Lembaga Keuangan Mikro (LKM/LKMS) Seluruh Indonesia Sepakat Menghimpun Diri


Setelah melalui pergulatan yang cukup panjang, akhirnya para praktisi Lembaga Keuangan Mikro (LKM)/Lembaga Keuangan Mikro Syariah (LKMS) yang selama ini eksis di Indonesia, sepakat menghimpun diri. Hal itu, merupakan hasil dari Munsyawarah Nasional (MUNAS) I, di Yogyakarta, yang berlangsung sejak 18 Desember hingga hari ini (20/12). Dalam perhelatan selama tiga hari di Kota Gudeg itu, terbentuk struktur kepengurusan lengkap. Terpilih sebagai Ketua Umum periode 2022-2026 adalah Burhan dari Batang, Jawa-Tengah.

img-1671512912.jpg

Hujan deras yang mengguyur kota Jogja, Senin (19/12) kemarin, tak lantas membuat sekitar 80 orang yang meriung di ruang meeting sebuah hotel, kendur semangat. Seolah menjadi berkah, persamuhan selama tiga hari oleh para pegiat LKM/LKMS dari berbagai daerah itu, sukses menelurkan sejumlah keputusan penting.  

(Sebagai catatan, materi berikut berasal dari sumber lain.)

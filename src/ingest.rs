//! Raw detection input.
//!
//! Detection logs come from camera pipelines with loose typing: numeric
//! camera ids, missing confidences, `bounds` that is sometimes `null` or an
//! object. Parsing is lenient at the field level and strict at the shape
//! level: the payload must be a non-empty array of objects.

use anyhow::Result;
use chrono::{DateTime, SecondsFormat, Utc};
use serde::de::Deserializer;
use serde::{Deserialize, Serialize};
use serde_json::Value;
use std::fmt;

/// Rejected caller input. Surfaces as HTTP 400 / CLI usage error.
#[derive(Debug, Clone, PartialEq, Eq)]
pub struct InputError {
    pub message: String,
}

impl InputError {
    pub fn new(message: impl Into<String>) -> Self {
        Self {
            message: message.into(),
        }
    }
}

impl fmt::Display for InputError {
    fn fmt(&self, f: &mut fmt::Formatter<'_>) -> fmt::Result {
        write!(f, "{}", self.message)
    }
}

impl std::error::Error for InputError {}

/// True when `err` (or anything in its context chain) is an [`InputError`].
pub fn is_input_error(err: &anyhow::Error) -> bool {
    err.chain().any(|cause| cause.is::<InputError>())
}

#[derive(Clone, Debug, Default, PartialEq, Serialize, Deserialize)]
pub struct BoundingBox {
    #[serde(default, deserialize_with = "lenient_text")]
    pub label: Option<String>,
    #[serde(default, deserialize_with = "lenient_confidence")]
    pub confidence: f64,
    #[serde(default, deserialize_with = "lenient_text")]
    pub zone: Option<String>,
}

/// One camera observation.
#[derive(Clone, Debug, Default, PartialEq, Serialize, Deserialize)]
pub struct RawDetectionRecord {
    /// Numeric values are epoch milliseconds and are stored as RFC 3339.
    #[serde(default, deserialize_with = "lenient_timestamp")]
    pub timestamp: Option<String>,
    #[serde(default, deserialize_with = "lenient_text")]
    pub camera: Option<String>,
    #[serde(default, deserialize_with = "lenient_text")]
    pub image: Option<String>,
    #[serde(default, deserialize_with = "lenient_bounds")]
    pub bounds: Vec<BoundingBox>,
    #[serde(default, deserialize_with = "lenient_text")]
    pub store: Option<String>,
    #[serde(default, deserialize_with = "lenient_text")]
    pub company: Option<String>,
    #[serde(default, deserialize_with = "lenient_text")]
    pub date: Option<String>,
}

impl RawDetectionRecord {
    pub fn timestamp(&self) -> &str {
        self.timestamp.as_deref().unwrap_or("")
    }

    pub fn camera(&self) -> &str {
        self.camera.as_deref().unwrap_or("")
    }
}

/// Parses an uploaded detection payload.
pub fn parse_detection_json(bytes: &[u8]) -> Result<Vec<RawDetectionRecord>> {
    let value: Value = serde_json::from_slice(bytes)
        .map_err(|e| InputError::new(format!("invalid JSON payload: {}", e)))?;
    let items = match value {
        Value::Array(items) => items,
        other => {
            return Err(InputError::new(format!(
                "detection payload must be a JSON array, got {}",
                json_kind(&other)
            ))
            .into())
        }
    };
    if items.is_empty() {
        return Err(InputError::new("detection payload is empty").into());
    }

    let mut records = Vec::with_capacity(items.len());
    for (index, item) in items.into_iter().enumerate() {
        if !item.is_object() {
            return Err(InputError::new(format!(
                "record {} must be an object, got {}",
                index,
                json_kind(&item)
            ))
            .into());
        }
        let record: RawDetectionRecord = serde_json::from_value(item)
            .map_err(|e| InputError::new(format!("record {} is malformed: {}", index, e)))?;
        records.push(record);
    }
    Ok(records)
}

fn json_kind(value: &Value) -> &'static str {
    match value {
        Value::Null => "null",
        Value::Bool(_) => "a boolean",
        Value::Number(_) => "a number",
        Value::String(_) => "a string",
        Value::Array(_) => "an array",
        Value::Object(_) => "an object",
    }
}

fn text_from_value(value: Value) -> Option<String> {
    match value {
        Value::String(s) => Some(s),
        Value::Number(n) => Some(n.to_string()),
        Value::Bool(b) => Some(b.to_string()),
        _ => None,
    }
}

fn lenient_text<'de, D>(deserializer: D) -> std::result::Result<Option<String>, D::Error>
where
    D: Deserializer<'de>,
{
    let value = Option::<Value>::deserialize(deserializer)?;
    Ok(value.and_then(text_from_value))
}

fn lenient_timestamp<'de, D>(deserializer: D) -> std::result::Result<Option<String>, D::Error>
where
    D: Deserializer<'de>,
{
    let value = Option::<Value>::deserialize(deserializer)?;
    Ok(match value {
        Some(Value::Number(n)) => {
            let millis = n.as_i64().or_else(|| n.as_f64().map(|f| f.round() as i64));
            match millis.and_then(DateTime::<Utc>::from_timestamp_millis) {
                Some(dt) => Some(dt.to_rfc3339_opts(SecondsFormat::Millis, true)),
                None => Some(n.to_string()),
            }
        }
        other => other.and_then(text_from_value),
    })
}

fn lenient_confidence<'de, D>(deserializer: D) -> std::result::Result<f64, D::Error>
where
    D: Deserializer<'de>,
{
    let value = Option::<Value>::deserialize(deserializer)?;
    let confidence = match value {
        Some(Value::Number(n)) => n.as_f64().unwrap_or(0.0),
        Some(Value::String(s)) => s.trim().parse::<f64>().unwrap_or(0.0),
        _ => 0.0,
    };
    if confidence.is_finite() {
        Ok(confidence)
    } else {
        Ok(0.0)
    }
}

// Malformed elements keep their slot so bound indices stay stable.
fn lenient_bounds<'de, D>(deserializer: D) -> std::result::Result<Vec<BoundingBox>, D::Error>
where
    D: Deserializer<'de>,
{
    let value = Option::<Value>::deserialize(deserializer)?;
    match value {
        Some(Value::Array(items)) => Ok(items
            .into_iter()
            .map(|item| serde_json::from_value(item).unwrap_or_default())
            .collect()),
        _ => Ok(Vec::new()),
    }
}

#[cfg(test)]
mod tests {
    use super::*;

    #[test]
    fn parses_typical_record() {
        let payload = br#"[{
            "timestamp": "2024-01-15T10:30:15.250Z",
            "camera": "cam-1",
            "image": "frame-001.jpg",
            "bounds": [{"label": "person-customer", "confidence": 0.91, "zone": "entrance"}]
        }]"#;
        let records = parse_detection_json(payload).unwrap();
        assert_eq!(records.len(), 1);
        assert_eq!(records[0].camera(), "cam-1");
        assert_eq!(records[0].bounds.len(), 1);
        assert_eq!(records[0].bounds[0].label.as_deref(), Some("person-customer"));
        assert_eq!(records[0].bounds[0].zone.as_deref(), Some("entrance"));
    }

    #[test]
    fn numeric_camera_and_missing_confidence_are_tolerated() {
        let payload = br#"[{"timestamp": "2024-01-15T10:30:00Z", "camera": 3,
            "bounds": [{"label": "stretching"}, {"label": "stretching", "confidence": null}]}]"#;
        let records = parse_detection_json(payload).unwrap();
        assert_eq!(records[0].camera(), "3");
        assert_eq!(records[0].bounds[0].confidence, 0.0);
        assert_eq!(records[0].bounds[1].confidence, 0.0);
    }

    #[test]
    fn numeric_timestamp_is_epoch_millis() {
        let payload = br#"[{"timestamp": 1705314645000, "camera": "cam-1", "bounds": []},
            {"timestamp": 1705314645123.4, "camera": "cam-1"}]"#;
        let records = parse_detection_json(payload).unwrap();
        assert_eq!(records[0].timestamp(), "2024-01-15T10:30:45.000Z");
        assert_eq!(records[1].timestamp(), "2024-01-15T10:30:45.123Z");
    }

    #[test]
    fn non_array_bounds_become_empty() {
        let payload = br#"[
            {"timestamp": "2024-01-15T10:30:00Z", "camera": "c", "bounds": null},
            {"timestamp": "2024-01-15T10:30:00Z", "camera": "c", "bounds": {"label": "x"}},
            {"timestamp": "2024-01-15T10:30:00Z", "camera": "c"}
        ]"#;
        let records = parse_detection_json(payload).unwrap();
        assert!(records.iter().all(|r| r.bounds.is_empty()));
    }

    #[test]
    fn malformed_bound_keeps_its_index() {
        let payload = br#"[{"timestamp": "t", "camera": "c",
            "bounds": [42, {"label": "stretching", "confidence": 0.5}]}]"#;
        let records = parse_detection_json(payload).unwrap();
        assert_eq!(records[0].bounds.len(), 2);
        assert_eq!(records[0].bounds[0], BoundingBox::default());
        assert_eq!(records[0].bounds[1].label.as_deref(), Some("stretching"));
    }

    #[test]
    fn rejects_bad_shapes() {
        for payload in [
            &b"not json"[..],
            &br#"{"timestamp": "t"}"#[..],
            &b"[]"[..],
            &br#"[{"camera": "c"}, 7]"#[..],
        ] {
            let err = parse_detection_json(payload).unwrap_err();
            assert!(is_input_error(&err), "expected input error for {:?}", payload);
        }
    }

    #[test]
    fn error_names_offending_record() {
        let err = parse_detection_json(br#"[{"camera": "c"}, "oops"]"#).unwrap_err();
        assert!(err.to_string().contains("record 1"));
    }

    #[test]
    fn input_error_survives_context() {
        let err = parse_detection_json(b"[]")
            .map_err(|e| e.context("loading upload"))
            .unwrap_err();
        assert!(is_input_error(&err));
    }
}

Agenda utama MUNAS I di Yogyakarta, adalah Pemilihan Ketua Umum dan Kepengurusan, Pengesahan Anggaran dasar dan Program kerja untuk empat tahun ke depan. Adapun program utama yang telah dihasilkan dalam MUNAS, antara lain (1) peningkatan kapasitas SDM melalui PUSDIKLAT, (2) Pendirian Lembaga Pendamping (Konsultansi) bagi anggota Asosiasi dalam pendirian LKM/LKMS dan pengembangan Teknologi Informasi bagi LKM/LKMS, Pendirian APEX LKM/LKMS, dan (3) Pendirian Lembaga Advokasi serta (4) Hubungan Masyarakat (HUMAS).

img-1671512954.jpg

Hasil MUNAS, ditetapkan juga struktur kepengurusan lengkap, yang akan menjalankan roda organisasi untuk empat tahun ke depan. Perlu diketahui, selama ini, LKM/LKMS yang tersebar di berbagai daerah di tanah air, nyaris berjalan sendiri-sendiri tanpa wadah pemersatu yang menjadikan posisi tawar mereka lebih baik dalam menjawab sejumlah tantangan dan mengikhtiarkan kemajuan LKM/LKMS Indonesia secara kolektif.

“Lembaga Keuangan Mikro di Indonesia sangat beragam. Di Jawa Tengah, misalnya, kecil-kecil. Khususnya LKM rintisan program pemerintah seperti Gabungan Kelompak Tani (Gapoktan), PNPM, LKMA, dan sebagainya,” papar Burhan, kepada Warta Koperasi, melalui perpesanan singkat, Selasa (20/12).

img-1671512386.jpg

Dipaparkan Burhan, Ketua Umum yang juga adalah Dirut PT. LKM BKD Kabupaten Batang, dibutuhkan peran pemerintah demi keberlangsungan LKM yang SDM dan tatakelolanya masih sederhana itu.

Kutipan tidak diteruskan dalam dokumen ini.